When it comes to time-space tradeoffs, Perl nearly always prefers to
throw memory at a problem. Scalars in Perl use more memory than strings
in C, arrays take more than that, and hashes use even more. While
there's still a lot to be done, recent releases have been addressing
these issues. For example, as of 5.004, duplicate hash keys are shared
amongst all hashes using them, so require no reallocation.

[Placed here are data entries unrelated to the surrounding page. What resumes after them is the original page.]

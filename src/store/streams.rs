//! Stream repository
//!
//! Database access for stream rows. The activation flag transitions here
//! are the durable side of the monitor registry's state.

use super::types::StreamRecord;
use crate::error::Result;
use chrono::{DateTime, Utc};
use sqlx::SqlitePool;

const STREAM_COLUMNS: &str = "id, stream_id, stream_url, active, started_at";

/// Repository for `streams`
#[derive(Clone)]
pub struct StreamRepository {
    pool: SqlitePool,
}

impl StreamRepository {
    pub fn new(pool: SqlitePool) -> Self {
        Self { pool }
    }

    /// Register a new stream (inactive) and return the row
    pub async fn create(&self, stream_url: &str) -> Result<StreamRecord> {
        let stream_id = uuid::Uuid::new_v4().to_string();
        sqlx::query("INSERT INTO streams (stream_id, stream_url, active) VALUES (?, ?, FALSE)")
            .bind(&stream_id)
            .bind(stream_url)
            .execute(&self.pool)
            .await?;

        self.get(&stream_id).await?.ok_or_else(|| {
            crate::error::Error::Internal(format!("stream {} vanished after insert", stream_id))
        })
    }

    pub async fn get(&self, stream_id: &str) -> Result<Option<StreamRecord>> {
        let query = format!("SELECT {} FROM streams WHERE stream_id = ?", STREAM_COLUMNS);
        let row = sqlx::query_as::<_, StreamRecord>(&query)
            .bind(stream_id)
            .fetch_optional(&self.pool)
            .await?;
        Ok(row)
    }

    pub async fn find_by_url(&self, stream_url: &str) -> Result<Option<StreamRecord>> {
        let query = format!(
            "SELECT {} FROM streams WHERE stream_url = ?",
            STREAM_COLUMNS
        );
        let row = sqlx::query_as::<_, StreamRecord>(&query)
            .bind(stream_url)
            .fetch_optional(&self.pool)
            .await?;
        Ok(row)
    }

    pub async fn list(&self) -> Result<Vec<StreamRecord>> {
        let query = format!("SELECT {} FROM streams ORDER BY id", STREAM_COLUMNS);
        let rows = sqlx::query_as::<_, StreamRecord>(&query)
            .fetch_all(&self.pool)
            .await?;
        Ok(rows)
    }

    /// Flip the activation flag.
    ///
    /// `started_at` is set when provided (activation) and left untouched
    /// otherwise, so a deactivated row keeps its last start time.
    pub async fn set_active(
        &self,
        stream_id: &str,
        active: bool,
        started_at: Option<DateTime<Utc>>,
    ) -> Result<()> {
        sqlx::query(
            "UPDATE streams SET active = ?, started_at = COALESCE(?, started_at) WHERE stream_id = ?",
        )
        .bind(active)
        .bind(started_at)
        .bind(stream_id)
        .execute(&self.pool)
        .await?;
        Ok(())
    }

    /// Mark every stream inactive (startup reconciliation: no monitor
    /// survives a restart, so no row may claim to be active)
    pub async fn deactivate_all(&self) -> Result<u64> {
        let result = sqlx::query("UPDATE streams SET active = FALSE WHERE active = TRUE")
            .execute(&self.pool)
            .await?;
        Ok(result.rows_affected())
    }

    /// Delete a row; true when something was removed
    pub async fn delete(&self, stream_id: &str) -> Result<bool> {
        let result = sqlx::query("DELETE FROM streams WHERE stream_id = ?")
            .bind(stream_id)
            .execute(&self.pool)
            .await?;
        Ok(result.rows_affected() > 0)
    }
}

In some cases, using substr() or vec() to simulate arrays can be highly
beneficial. For example, an array of a thousand booleans will take at
least 20,000 bytes of space, but it can be turned into one 125-byte bit
vector--a considerable memory savings. The standard Tie::SubstrHash
module can also help for certain types of data structure. If you're
working with specialist data structures (matrices, for instance) modules
that implement these in C may use less memory than equivalent Perl
modules.
Another thing to try is learning whether your Perl was compiled with the
system malloc or with Perl's builtin malloc. Whichever one it is, try
using the other one and see whether this makes a difference. Information
about malloc is in the INSTALL file in the source distribution. You can
find out whether you are using perl's malloc by typing "perl
-V:usemymalloc".
Of course, the best way to save memory is to not do anything to waste it
in the first place. Good programming practices can go a long way toward
this:
* Don't slurp!
Don't read an entire file into memory if you can process it line by
line. Or more concretely, use a loop like this:
#
# Good Idea
#
while (<FILE> ) {
# ...
}
instead of this:
#
# Bad Idea
#
@data = <FILE>;
foreach (@data) {
# ...
}
When the files you're processing are small, it doesn't much matter
which way you do it, but it makes a huge difference when they start
getting larger.
* Use map and grep selectively
Remember that both map and grep expect a LIST argument, so doing
this:
@wanted = grep {/pattern/} <FILE>;
will cause the entire file to be slurped. For large files, it's
better to loop:
while (<FILE> ) {
push(@wanted, $_) if /pattern/;
}
* Avoid unnecessary quotes and stringification
Don't quote large strings unless absolutely necessary:
my $copy = "$large_string";
makes 2 copies of $large_string (one for $copy and another for the
quotes), whereas
my $copy = $large_string;
only makes one copy.
Ditto for stringifying large arrays:
{
local $, = "\n";
print @big_array;
}
is much more memory-efficient than either
print join "\n", @big_array;
or
{
local $" = "\n";
print "@big_array";
}
* Pass by reference
Pass arrays and hashes by reference, not by value. For one thing,
it's the only way to pass multiple lists or hashes (or both) in a
single call/return. It also avoids creating a copy of all the
contents. This requires some judgment, however, because any changes
will be propagated back to the original data. If you really want to
mangle (er, modify) a copy, you'll have to sacrifice the memory
needed to make one.
* Tie large variables to disk.
For "big" data stores (i.e. ones that exceed available memory)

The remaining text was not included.